─── Supplied information
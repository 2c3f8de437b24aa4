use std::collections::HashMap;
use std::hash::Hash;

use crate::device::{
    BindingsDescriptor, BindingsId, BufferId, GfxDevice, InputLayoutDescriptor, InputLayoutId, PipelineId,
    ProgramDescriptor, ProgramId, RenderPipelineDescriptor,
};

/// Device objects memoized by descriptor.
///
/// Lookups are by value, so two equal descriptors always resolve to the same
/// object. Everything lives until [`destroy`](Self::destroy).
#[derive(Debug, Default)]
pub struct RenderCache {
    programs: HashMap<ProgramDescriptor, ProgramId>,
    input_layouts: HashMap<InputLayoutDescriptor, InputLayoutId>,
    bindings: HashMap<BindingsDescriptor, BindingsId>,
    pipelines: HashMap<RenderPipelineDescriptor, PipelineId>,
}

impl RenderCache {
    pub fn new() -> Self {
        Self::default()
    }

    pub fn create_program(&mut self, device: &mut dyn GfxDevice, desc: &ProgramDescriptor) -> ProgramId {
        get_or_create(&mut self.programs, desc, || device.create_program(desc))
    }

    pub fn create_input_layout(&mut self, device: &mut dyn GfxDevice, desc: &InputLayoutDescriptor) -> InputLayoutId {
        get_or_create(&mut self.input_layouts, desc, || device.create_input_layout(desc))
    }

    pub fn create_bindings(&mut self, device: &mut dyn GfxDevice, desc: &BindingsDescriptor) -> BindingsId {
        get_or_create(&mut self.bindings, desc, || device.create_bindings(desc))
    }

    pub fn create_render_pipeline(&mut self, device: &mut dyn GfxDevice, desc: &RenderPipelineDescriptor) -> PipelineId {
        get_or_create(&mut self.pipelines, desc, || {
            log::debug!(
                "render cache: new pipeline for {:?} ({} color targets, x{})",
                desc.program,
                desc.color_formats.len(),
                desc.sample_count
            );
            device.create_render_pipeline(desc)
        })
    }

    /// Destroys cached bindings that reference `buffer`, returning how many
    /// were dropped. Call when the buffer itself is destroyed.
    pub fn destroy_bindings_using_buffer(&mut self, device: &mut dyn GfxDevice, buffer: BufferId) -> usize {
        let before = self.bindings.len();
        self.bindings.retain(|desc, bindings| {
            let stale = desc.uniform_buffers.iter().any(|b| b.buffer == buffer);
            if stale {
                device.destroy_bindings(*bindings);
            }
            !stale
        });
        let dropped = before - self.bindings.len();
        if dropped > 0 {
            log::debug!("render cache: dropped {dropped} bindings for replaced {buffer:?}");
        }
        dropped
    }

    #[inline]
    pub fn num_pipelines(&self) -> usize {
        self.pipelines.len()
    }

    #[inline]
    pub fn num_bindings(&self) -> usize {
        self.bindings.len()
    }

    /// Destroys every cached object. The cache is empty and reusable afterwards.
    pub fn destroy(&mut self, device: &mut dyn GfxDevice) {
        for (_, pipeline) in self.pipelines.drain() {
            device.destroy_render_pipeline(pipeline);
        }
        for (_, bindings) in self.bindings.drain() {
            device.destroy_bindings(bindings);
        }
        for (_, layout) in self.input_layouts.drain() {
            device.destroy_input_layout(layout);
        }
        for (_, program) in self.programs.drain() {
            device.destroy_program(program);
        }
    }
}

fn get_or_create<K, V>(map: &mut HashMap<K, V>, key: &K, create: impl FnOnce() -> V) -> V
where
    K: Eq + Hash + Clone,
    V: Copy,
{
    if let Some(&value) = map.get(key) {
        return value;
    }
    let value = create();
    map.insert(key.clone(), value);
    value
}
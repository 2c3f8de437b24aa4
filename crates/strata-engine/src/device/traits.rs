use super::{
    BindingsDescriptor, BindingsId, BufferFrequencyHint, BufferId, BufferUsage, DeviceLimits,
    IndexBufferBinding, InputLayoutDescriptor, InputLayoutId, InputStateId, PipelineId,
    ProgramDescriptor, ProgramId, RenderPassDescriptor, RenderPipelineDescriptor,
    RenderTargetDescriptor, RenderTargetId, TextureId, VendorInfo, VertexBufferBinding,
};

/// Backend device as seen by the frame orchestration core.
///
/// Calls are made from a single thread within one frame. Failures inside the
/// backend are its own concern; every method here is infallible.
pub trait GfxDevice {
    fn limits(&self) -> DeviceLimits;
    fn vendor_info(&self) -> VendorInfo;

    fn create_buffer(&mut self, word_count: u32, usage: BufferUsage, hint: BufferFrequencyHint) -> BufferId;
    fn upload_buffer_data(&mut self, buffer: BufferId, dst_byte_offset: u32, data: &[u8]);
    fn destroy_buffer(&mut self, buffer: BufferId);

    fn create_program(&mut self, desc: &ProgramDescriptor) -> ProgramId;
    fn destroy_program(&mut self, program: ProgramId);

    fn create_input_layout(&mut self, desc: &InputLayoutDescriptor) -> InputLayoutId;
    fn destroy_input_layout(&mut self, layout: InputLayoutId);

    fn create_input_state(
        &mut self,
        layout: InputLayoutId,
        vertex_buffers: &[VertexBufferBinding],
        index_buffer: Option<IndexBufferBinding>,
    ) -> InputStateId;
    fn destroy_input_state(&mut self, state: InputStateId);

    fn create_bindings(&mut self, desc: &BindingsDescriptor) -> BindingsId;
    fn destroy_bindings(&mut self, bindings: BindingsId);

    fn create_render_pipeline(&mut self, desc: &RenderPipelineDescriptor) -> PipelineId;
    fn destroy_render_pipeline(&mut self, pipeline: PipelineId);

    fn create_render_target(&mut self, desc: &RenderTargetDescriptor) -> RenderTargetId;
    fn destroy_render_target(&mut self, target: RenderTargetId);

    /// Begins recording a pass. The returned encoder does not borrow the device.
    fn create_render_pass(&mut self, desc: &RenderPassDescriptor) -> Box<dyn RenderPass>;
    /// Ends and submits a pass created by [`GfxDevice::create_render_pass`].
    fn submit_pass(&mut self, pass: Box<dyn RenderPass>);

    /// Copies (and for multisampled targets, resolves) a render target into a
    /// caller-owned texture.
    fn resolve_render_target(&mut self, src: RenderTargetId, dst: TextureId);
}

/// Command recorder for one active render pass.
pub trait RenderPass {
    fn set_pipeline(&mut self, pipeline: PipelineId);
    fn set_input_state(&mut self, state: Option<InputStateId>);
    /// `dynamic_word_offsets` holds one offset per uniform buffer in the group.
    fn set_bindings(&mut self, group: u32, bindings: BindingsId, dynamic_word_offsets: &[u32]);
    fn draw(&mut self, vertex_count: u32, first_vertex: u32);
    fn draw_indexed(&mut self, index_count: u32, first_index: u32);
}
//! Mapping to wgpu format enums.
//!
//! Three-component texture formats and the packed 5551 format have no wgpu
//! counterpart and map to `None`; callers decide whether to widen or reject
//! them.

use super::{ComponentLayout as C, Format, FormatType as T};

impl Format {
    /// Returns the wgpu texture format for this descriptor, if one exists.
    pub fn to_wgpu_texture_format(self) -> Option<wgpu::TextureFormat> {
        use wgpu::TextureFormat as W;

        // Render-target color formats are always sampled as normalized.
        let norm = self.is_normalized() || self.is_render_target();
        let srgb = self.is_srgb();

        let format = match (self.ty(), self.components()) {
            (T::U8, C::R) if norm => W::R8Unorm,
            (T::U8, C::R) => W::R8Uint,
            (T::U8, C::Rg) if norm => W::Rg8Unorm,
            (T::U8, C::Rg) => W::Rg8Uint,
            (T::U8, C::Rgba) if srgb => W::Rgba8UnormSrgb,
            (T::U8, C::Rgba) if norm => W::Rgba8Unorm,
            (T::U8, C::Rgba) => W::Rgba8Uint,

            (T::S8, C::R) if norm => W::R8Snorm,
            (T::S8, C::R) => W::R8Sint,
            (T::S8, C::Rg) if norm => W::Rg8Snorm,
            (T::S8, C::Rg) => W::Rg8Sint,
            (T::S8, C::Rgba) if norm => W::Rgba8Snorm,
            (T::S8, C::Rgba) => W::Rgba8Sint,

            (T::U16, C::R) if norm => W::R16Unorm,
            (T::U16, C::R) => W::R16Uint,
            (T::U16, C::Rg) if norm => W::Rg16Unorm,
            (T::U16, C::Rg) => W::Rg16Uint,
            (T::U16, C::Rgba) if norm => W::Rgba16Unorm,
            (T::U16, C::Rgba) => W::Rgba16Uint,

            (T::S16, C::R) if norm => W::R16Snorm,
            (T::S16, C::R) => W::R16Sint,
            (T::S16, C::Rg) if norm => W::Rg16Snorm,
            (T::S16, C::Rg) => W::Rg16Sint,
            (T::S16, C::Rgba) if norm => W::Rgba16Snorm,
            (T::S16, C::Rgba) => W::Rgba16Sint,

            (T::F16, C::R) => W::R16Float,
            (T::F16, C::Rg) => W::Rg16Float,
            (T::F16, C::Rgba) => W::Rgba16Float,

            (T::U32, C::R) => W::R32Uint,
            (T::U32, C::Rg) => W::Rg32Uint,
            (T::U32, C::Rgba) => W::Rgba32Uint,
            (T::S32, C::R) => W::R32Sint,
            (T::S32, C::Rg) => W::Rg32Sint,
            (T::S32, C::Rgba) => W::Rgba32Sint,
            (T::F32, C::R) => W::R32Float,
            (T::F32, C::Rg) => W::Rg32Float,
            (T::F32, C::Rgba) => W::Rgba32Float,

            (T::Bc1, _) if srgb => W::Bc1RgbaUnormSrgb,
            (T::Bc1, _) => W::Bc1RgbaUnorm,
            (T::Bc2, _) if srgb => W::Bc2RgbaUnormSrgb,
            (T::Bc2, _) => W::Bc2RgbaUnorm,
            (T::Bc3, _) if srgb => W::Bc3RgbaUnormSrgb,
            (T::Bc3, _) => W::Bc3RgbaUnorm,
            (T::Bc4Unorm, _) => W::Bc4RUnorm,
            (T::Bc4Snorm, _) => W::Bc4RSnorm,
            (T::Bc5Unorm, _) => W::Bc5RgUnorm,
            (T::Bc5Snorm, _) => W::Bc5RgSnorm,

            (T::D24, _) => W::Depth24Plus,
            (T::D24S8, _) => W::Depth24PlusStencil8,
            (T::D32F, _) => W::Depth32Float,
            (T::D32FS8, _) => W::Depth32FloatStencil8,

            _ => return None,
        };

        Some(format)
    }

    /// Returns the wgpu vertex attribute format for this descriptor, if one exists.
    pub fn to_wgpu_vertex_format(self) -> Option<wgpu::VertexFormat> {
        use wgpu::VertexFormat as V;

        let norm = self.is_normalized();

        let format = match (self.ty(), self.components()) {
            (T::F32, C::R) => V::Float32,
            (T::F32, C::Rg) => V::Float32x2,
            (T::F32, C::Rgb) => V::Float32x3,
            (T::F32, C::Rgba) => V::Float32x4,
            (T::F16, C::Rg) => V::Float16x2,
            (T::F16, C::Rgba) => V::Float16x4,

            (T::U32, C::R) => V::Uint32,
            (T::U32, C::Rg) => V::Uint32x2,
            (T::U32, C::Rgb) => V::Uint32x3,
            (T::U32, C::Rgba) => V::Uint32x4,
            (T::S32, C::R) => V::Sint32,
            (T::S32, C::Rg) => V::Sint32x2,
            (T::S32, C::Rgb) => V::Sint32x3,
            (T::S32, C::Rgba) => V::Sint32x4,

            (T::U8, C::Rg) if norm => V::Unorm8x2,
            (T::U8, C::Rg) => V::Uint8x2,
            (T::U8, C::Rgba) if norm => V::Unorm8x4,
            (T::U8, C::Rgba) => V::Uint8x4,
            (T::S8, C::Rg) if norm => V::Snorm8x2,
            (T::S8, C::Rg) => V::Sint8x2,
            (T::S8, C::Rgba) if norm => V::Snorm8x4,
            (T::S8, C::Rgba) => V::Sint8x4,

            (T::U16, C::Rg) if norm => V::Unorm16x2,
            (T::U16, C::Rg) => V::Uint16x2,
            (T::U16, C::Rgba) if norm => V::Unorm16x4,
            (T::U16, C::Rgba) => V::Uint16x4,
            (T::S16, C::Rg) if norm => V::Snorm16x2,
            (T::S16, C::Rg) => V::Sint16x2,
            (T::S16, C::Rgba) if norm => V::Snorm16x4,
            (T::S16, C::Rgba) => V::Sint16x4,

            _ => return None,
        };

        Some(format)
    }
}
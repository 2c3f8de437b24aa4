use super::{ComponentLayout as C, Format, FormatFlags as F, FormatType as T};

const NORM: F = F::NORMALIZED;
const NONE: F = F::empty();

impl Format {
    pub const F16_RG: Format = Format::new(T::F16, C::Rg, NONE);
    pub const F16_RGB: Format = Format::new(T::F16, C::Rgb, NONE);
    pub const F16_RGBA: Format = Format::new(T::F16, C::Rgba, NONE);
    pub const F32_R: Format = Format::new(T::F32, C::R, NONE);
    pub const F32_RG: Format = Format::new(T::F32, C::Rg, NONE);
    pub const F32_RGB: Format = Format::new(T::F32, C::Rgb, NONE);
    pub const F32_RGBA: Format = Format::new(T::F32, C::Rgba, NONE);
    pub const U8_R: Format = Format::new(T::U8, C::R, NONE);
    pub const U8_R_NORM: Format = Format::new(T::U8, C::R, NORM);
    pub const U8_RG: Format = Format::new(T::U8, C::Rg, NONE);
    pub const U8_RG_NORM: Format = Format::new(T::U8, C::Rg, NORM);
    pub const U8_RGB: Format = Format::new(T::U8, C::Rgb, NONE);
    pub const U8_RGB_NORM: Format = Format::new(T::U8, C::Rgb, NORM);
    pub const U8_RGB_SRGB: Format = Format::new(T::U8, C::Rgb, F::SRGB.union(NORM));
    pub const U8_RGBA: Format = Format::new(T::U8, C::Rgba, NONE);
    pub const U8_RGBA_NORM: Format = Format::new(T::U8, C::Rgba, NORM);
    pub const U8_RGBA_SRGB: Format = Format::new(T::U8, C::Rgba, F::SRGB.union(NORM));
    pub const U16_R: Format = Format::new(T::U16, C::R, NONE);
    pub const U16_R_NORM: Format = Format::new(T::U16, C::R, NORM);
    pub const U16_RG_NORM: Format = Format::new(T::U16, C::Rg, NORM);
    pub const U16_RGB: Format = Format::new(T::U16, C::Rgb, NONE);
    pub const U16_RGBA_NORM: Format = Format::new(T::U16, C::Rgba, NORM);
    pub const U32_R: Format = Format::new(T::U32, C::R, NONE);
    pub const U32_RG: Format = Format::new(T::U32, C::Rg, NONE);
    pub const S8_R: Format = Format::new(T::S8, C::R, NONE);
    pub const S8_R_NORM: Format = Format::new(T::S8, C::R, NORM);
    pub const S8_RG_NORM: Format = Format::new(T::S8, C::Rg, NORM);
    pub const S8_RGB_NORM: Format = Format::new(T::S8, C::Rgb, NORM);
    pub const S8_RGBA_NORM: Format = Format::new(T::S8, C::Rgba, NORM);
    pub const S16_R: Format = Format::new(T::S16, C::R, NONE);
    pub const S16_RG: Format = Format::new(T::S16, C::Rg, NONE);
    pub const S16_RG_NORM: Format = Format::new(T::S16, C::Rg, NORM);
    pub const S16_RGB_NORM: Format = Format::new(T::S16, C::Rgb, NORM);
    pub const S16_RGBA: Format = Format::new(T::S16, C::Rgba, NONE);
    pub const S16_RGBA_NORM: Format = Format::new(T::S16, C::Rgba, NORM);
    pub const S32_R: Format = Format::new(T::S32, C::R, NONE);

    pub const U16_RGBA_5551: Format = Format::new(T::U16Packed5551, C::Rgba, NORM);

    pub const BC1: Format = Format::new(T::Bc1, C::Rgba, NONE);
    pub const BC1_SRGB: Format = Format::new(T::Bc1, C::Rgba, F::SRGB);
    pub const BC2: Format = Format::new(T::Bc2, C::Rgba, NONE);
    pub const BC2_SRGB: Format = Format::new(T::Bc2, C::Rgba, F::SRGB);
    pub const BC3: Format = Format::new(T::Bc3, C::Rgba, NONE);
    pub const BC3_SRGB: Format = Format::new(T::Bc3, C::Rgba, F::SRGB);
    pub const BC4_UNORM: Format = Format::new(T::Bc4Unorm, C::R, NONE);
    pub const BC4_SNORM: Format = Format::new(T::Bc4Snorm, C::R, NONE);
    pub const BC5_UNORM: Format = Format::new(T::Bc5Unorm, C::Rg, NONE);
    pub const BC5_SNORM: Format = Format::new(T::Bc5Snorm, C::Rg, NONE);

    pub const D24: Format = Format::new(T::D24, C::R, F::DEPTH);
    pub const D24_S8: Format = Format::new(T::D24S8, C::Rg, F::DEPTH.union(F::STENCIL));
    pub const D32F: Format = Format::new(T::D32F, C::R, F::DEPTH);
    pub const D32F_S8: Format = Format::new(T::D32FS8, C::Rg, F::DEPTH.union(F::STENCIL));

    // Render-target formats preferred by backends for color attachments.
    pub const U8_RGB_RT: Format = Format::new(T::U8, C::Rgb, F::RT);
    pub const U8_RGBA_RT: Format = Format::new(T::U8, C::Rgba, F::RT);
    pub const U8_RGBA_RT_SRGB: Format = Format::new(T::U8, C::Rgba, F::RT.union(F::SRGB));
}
──────
## Prompt
Locate the lines above that contain "stale" and copy them.

## Answer to this problem
            let stale = desc.uniform_buffers.iter().any(|b| b.buffer == buffer);
            if stale {
            !stale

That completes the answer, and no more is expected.